Thieves know: there's money in credit cards.

Credit card numbers are still the hottest items stolen in data breaches, far surpassing debit card numbers and Social Security numbers, according to data from Javelin Strategy & Research.

The research also supports reported increases in all types of data breaches across a broad range, including advanced persistent threats from malware that has no known signature or pattern of behavior (see story).

The rise in major data breaches could eventually undermine consumer confidence in payment cards, some observers warn (see story). 

In an online survey of 5,000 consumers conducted in October 2011, Javelin found that the total number of all consumers that identified themselves as data breach victims rose to 15% from 9% in 2010.
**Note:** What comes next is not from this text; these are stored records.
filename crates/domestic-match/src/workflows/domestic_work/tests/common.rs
use std::sync::atomic::{AtomicBool, AtomicUsize, Ordering};
use std::sync::{Arc, Mutex};

use async_trait::async_trait;
use axum::body::Body;
use axum::http::{Request, StatusCode};
use axum::response::Response;
use chrono::{NaiveDate, TimeZone, Utc};
use serde_json::Value;
use tokio::sync::Notify;
use tower::ServiceExt;

use crate::workflows::domestic_work::domain::{
    AvailabilityStatus, CandidateId, CandidateRecord, Gender, RegistrationDraft, RegistrationId,
    SelectionReceipt,
};
use crate::workflows::domestic_work::fields::{FieldPath, FieldValue};
use crate::workflows::domestic_work::gateway::{
    DirectoryPage, DirectoryQuery, GatewayError, SubmissionGateway,
};
use crate::workflows::domestic_work::wizard::RegistrationWizard;

pub(super) fn today() -> NaiveDate {
    NaiveDate::from_ymd_opt(2026, 6, 1).expect("valid date")
}

pub(super) fn candidate(
    id: &str,
    born: i32,
    gender: Gender,
    availability: AvailabilityStatus,
) -> CandidateRecord {
    CandidateRecord {
        id: CandidateId(id.to_string()),
        display_name: format!("Housekeeper {id}"),
        date_of_birth: NaiveDate::from_ymd_opt(born, 4, 10),
        gender,
        availability,
        location: Default::default(),
        preferences: Default::default(),
    }
}

/// Three available and two hired, interleaved.
pub(super) fn directory() -> Vec<CandidateRecord> {
    vec![
        candidate("hk-1", 1998, Gender::Female, AvailabilityStatus::Hired),
        candidate("hk-2", 2002, Gender::Female, AvailabilityStatus::Available),
        candidate("hk-3", 1990, Gender::Male, AvailabilityStatus::Hired),
        candidate("hk-4", 1996, Gender::Female, AvailabilityStatus::Available),
        candidate("hk-5", 1985, Gender::Male, AvailabilityStatus::Available),
    ]
}

/// Gateway double that records calls and can be told to fail or to hold a
/// registration until released.
#[derive(Default)]
pub(super) struct ScriptedGateway {
    pub directory: Vec<CandidateRecord>,
    pub fail_registration: AtomicBool,
    pub fail_directory: AtomicBool,
    pub fail_selection: AtomicBool,
    pub hold_registration: Option<Arc<Notify>>,
    pub registrations: Mutex<Vec<RegistrationDraft>>,
    pub selections: Mutex<Vec<Vec<CandidateId>>>,
    pub directory_calls: AtomicUsize,
}

impl ScriptedGateway {
    pub(super) fn with_directory(directory: Vec<CandidateRecord>) -> Self {
        Self {
            directory,
            ..Self::default()
        }
    }

    pub(super) fn registration_count(&self) -> usize {
        self.registrations.lock().expect("mutex").len()
    }
}

#[async_trait]
impl SubmissionGateway for ScriptedGateway {
    async fn submit_registration(
        &self,
        draft: &RegistrationDraft,
    ) -> Result<RegistrationId, GatewayError> {
        if let Some(gate) = &self.hold_registration {
            gate.notified().await;
        }
        if self.fail_registration.load(Ordering::SeqCst) {
            return Err(GatewayError::Rejected {
                status: 422,
                message: "phone number already registered".to_string(),
            });
        }
        let mut registrations = self.registrations.lock().expect("mutex");
        registrations.push(draft.clone());
        Ok(RegistrationId(format!("emp-{}", registrations.len())))
    }

    async fn fetch_directory(&self, query: &DirectoryQuery) -> Result<DirectoryPage, GatewayError> {
        self.directory_calls.fetch_add(1, Ordering::SeqCst);
        if self.fail_directory.load(Ordering::SeqCst) {
            return Err(GatewayError::Server {
                status: 503,
                body: "maintenance".to_string(),
            });
        }
        Ok(DirectoryPage {
            records: self.directory.clone(),
            page: query.page,
            total_pages: 1,
        })
    }

    async fn submit_selection(
        &self,
        registration_id: &RegistrationId,
        candidate_ids: &[CandidateId],
    ) -> Result<SelectionReceipt, GatewayError> {
        if self.fail_selection.load(Ordering::SeqCst) {
            return Err(GatewayError::Timeout);
        }
        self.selections
            .lock()
            .expect("mutex")
            .push(candidate_ids.to_vec());
        Ok(SelectionReceipt {
            registration_id: registration_id.clone(),
            candidate_ids: candidate_ids.to_vec(),
            accepted_at: Utc
                .with_ymd_and_hms(2026, 6, 1, 9, 30, 0)
                .single()
                .expect("valid timestamp"),
        })
    }
}

pub(super) fn identity_fields() -> Vec<(FieldPath, FieldValue)> {
    vec![
        (FieldPath::FullName, "Aline Uwase".into()),
        (FieldPath::PhoneNumber, "+250788000111".into()),
        (FieldPath::NationalId, "1199080012345678".into()),
    ]
}

pub(super) fn location_fields() -> Vec<(FieldPath, FieldValue)> {
    vec![
        (FieldPath::Province, "Kigali".into()),
        (FieldPath::District, "Gasabo".into()),
        (FieldPath::Sector, "Kimironko".into()),
        (FieldPath::Cell, "Bibare".into()),
        (FieldPath::Village, "Imena".into()),
    ]
}

pub(super) fn preference_fields() -> Vec<(FieldPath, FieldValue)> {
    vec![
        (FieldPath::SalaryRange, "50000-80000".into()),
        (FieldPath::Tasks, "cooking, laundry".into()),
    ]
}

pub(super) fn fill(wizard: &mut RegistrationWizard, fields: Vec<(FieldPath, FieldValue)>) {
    for (path, value) in fields {
        wizard.update_field(path, value).expect("field accepted");
    }
}

/// Wizard sitting on step 3 with every required field entered.
pub(super) async fn wizard_at_preferences(gateway: Arc<ScriptedGateway>) -> RegistrationWizard {
    let mut wizard = RegistrationWizard::new(gateway);
    fill(&mut wizard, identity_fields());
    wizard.advance().await.expect("identity step");
    fill(&mut wizard, location_fields());
    wizard.advance().await.expect("location step");
    fill(&mut wizard, preference_fields());
    wizard
}

pub(super) async fn send(router: axum::Router, request: Request<Body>) -> (StatusCode, Value) {
    let response = router.oneshot(request).await.expect("router responds");
    let status = response.status();
    (status, json_body(response).await)
}

pub(super) async fn json_body(response: Response) -> Value {
    let bytes = axum::body::to_bytes(response.into_body(), usize::MAX)
        .await
        .expect("body");
    if bytes.is_empty() {
        return Value::Null;
    }
    serde_json::from_slice(&bytes).expect("json body")
}

pub(super) fn json_request(method: &str, uri: &str, body: Value) -> Request<Body> {
    Request::builder()
        .method(method)
        .uri(uri)
        .header(axum::http::header::CONTENT_TYPE, "application/json")
        .body(Body::from(serde_json::to_vec(&body).expect("encode")))
        .expect("request")
}

pub(super) fn empty_request(method: &str, uri: &str) -> Request<Body> {
    Request::builder()
        .method(method)
        .uri(uri)
        .body(Body::empty())
        .expect("request")
}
Consumers who received a breach notice from a company warning them of the possibility that some of their sensitive data may have been exposed had a higher chance of eventually learning they were indeed victims of theft, Javelin's data show.
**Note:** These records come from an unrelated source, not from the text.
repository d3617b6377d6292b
pub mod config;
pub mod error;
pub mod telemetry;
pub mod workflows;
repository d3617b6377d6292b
//! Boundary to the backend that persists registrations and selections.

mod http;

use std::collections::HashSet;

use async_trait::async_trait;
use serde::{Deserialize, Serialize};
use tracing::{debug, warn};

use super::domain::{
    CandidateId, CandidateRecord, Gender, RegistrationDraft, RegistrationId, SelectionReceipt,
};

pub use http::HttpSubmissionGateway;

/// Upper bound on directory pages fetched in one load.
const MAX_DIRECTORY_PAGES: u32 = 200;

/// One page request against the directory listing. Pages start at 1.
#[derive(Debug, Clone, PartialEq, Eq, Serialize, Deserialize)]
pub struct DirectoryQuery {
    pub page: u32,
    pub per_page: u32,
    #[serde(default, skip_serializing_if = "Option::is_none")]
    pub gender: Option<Gender>,
}

#[derive(Debug, Clone, PartialEq, Eq, Serialize, Deserialize)]
pub struct DirectoryPage {
    pub records: Vec<CandidateRecord>,
    pub page: u32,
    pub total_pages: u32,
}

/// Failure talking to the backend.
#[derive(Debug, thiserror::Error)]
pub enum GatewayError {
    #[error("network error: {0}")]
    Network(String),
    #[error("request timed out")]
    Timeout,
    #[error("backend rejected the request ({status}): {message}")]
    Rejected { status: u16, message: String },
    #[error("backend returned {status}: {body}")]
    Server { status: u16, body: String },
    #[error("unreadable backend response: {0}")]
    Decode(String),
    #[error("request could not be built: {0}")]
    InvalidRequest(String),
}

/// Operations the wizard needs from the backend.
#[async_trait]
pub trait SubmissionGateway: Send + Sync {
    async fn submit_registration(
        &self,
        draft: &RegistrationDraft,
    ) -> Result<RegistrationId, GatewayError>;

    async fn fetch_directory(&self, query: &DirectoryQuery)
        -> Result<DirectoryPage, GatewayError>;

    async fn submit_selection(
        &self,
        registration_id: &RegistrationId,
        candidate_ids: &[CandidateId],
    ) -> Result<SelectionReceipt, GatewayError>;
}

/// Walk every directory page and return the records in listing order.
/// Entries repeated across pages (the listing shifting underneath us) are
/// kept once.
pub async fn load_full_directory(
    gateway: &dyn SubmissionGateway,
    per_page: u32,
) -> Result<Vec<CandidateRecord>, GatewayError> {
    let per_page = per_page.max(1);
    let mut seen: HashSet<CandidateId> = HashSet::new();
    let mut records = Vec::new();
    let mut page = 1;

    loop {
        let query = DirectoryQuery {
            page,
            per_page,
            gender: None,
        };
        let batch = gateway.fetch_directory(&query).await?;
        debug!(
            page,
            total_pages = batch.total_pages,
            count = batch.records.len(),
            "fetched directory page"
        );

        let empty = batch.records.is_empty();
        for record in batch.records {
            if seen.insert(record.id.clone()) {
                records.push(record);
            }
        }

        if empty || page >= batch.total_pages {
            break;
        }
        if page >= MAX_DIRECTORY_PAGES {
            warn!(page, "directory pagination limit reached, truncating listing");
            break;
        }
        page += 1;
    }

    Ok(records)
}

#[cfg(test)]
mod tests {
    use super::*;
    use crate::workflows::domestic_work::domain::AvailabilityStatus;
    use std::sync::Mutex;

    struct PagedGateway {
        pages: Vec<Vec<&'static str>>,
        requested: Mutex<Vec<u32>>,
    }

    fn record(id: &str) -> CandidateRecord {
        CandidateRecord {
            id: CandidateId(id.to_string()),
            display_name: id.to_string(),
            date_of_birth: None,
            gender: Gender::Female,
            availability: AvailabilityStatus::Available,
            location: Default::default(),
            preferences: Default::default(),
        }
    }

    #[async_trait]
    impl SubmissionGateway for PagedGateway {
        async fn submit_registration(
            &self,
            _draft: &RegistrationDraft,
        ) -> Result<RegistrationId, GatewayError> {
            Err(GatewayError::Network("not used".to_string()))
        }

        async fn fetch_directory(
            &self,
            query: &DirectoryQuery,
        ) -> Result<DirectoryPage, GatewayError> {
            self.requested.lock().expect("mutex").push(query.page);
            let index = (query.page - 1) as usize;
            let records: Vec<CandidateRecord> = self
                .pages
                .get(index)
                .map(|ids| ids.iter().map(|id| record(id)).collect())
                .unwrap_or_default();
            Ok(DirectoryPage {
                records,
                page: query.page,
                total_pages: self.pages.len() as u32,
            })
        }

        async fn submit_selection(
            &self,
            _registration_id: &RegistrationId,
            _candidate_ids: &[CandidateId],
        ) -> Result<SelectionReceipt, GatewayError> {
            Err(GatewayError::Network("not used".to_string()))
        }
    }

    #[tokio::test]
    async fn loads_every_page_and_skips_repeats() {
        let gateway = PagedGateway {
            pages: vec![vec!["a", "b"], vec!["b", "c"], vec!["d"]],
            requested: Mutex::new(Vec::new()),
        };

        let records = load_full_directory(&gateway, 2).await.expect("loads");
        let ids: Vec<&str> = records.iter().map(|record| record.id.0.as_str()).collect();
        assert_eq!(ids, vec!["a", "b", "c", "d"]);
        assert_eq!(*gateway.requested.lock().expect("mutex"), vec![1, 2, 3]);
    }

    #[tokio::test]
    async fn stops_on_an_empty_page() {
        let gateway = PagedGateway {
            pages: vec![vec!["a"], vec![], vec!["z"]],
            requested: Mutex::new(Vec::new()),
        };

        let records = load_full_directory(&gateway, 1).await.expect("loads");
        assert_eq!(records.len(), 1);
        assert_eq!(*gateway.requested.lock().expect("mutex"), vec![1, 2]);
    }
}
Among survey respondents who received such a letter, 19% eventually learned they were victimized in a data breach, Javelin said. Only 2% of fraud victims said they did not receive such a letter.

Credit card numbers continued to be the commodity stolen most often in a data-breach, according to Javelin's research.

Among respondents who said they were affected by a data breach, credit card numbers accounted for 43% of data lost, compared with 44% in a similar survey conducted in 2010, Javelin said. Debit card account numbers were exposed in 22% of breaches both last year and the year before, survey data suggest.

Social Security numbers were compromised in 16% of data breaches in 2011 compared with 17% in 2010, while checking account numbers were compromised in 9% of data breaches last year, down from 12% in 2010.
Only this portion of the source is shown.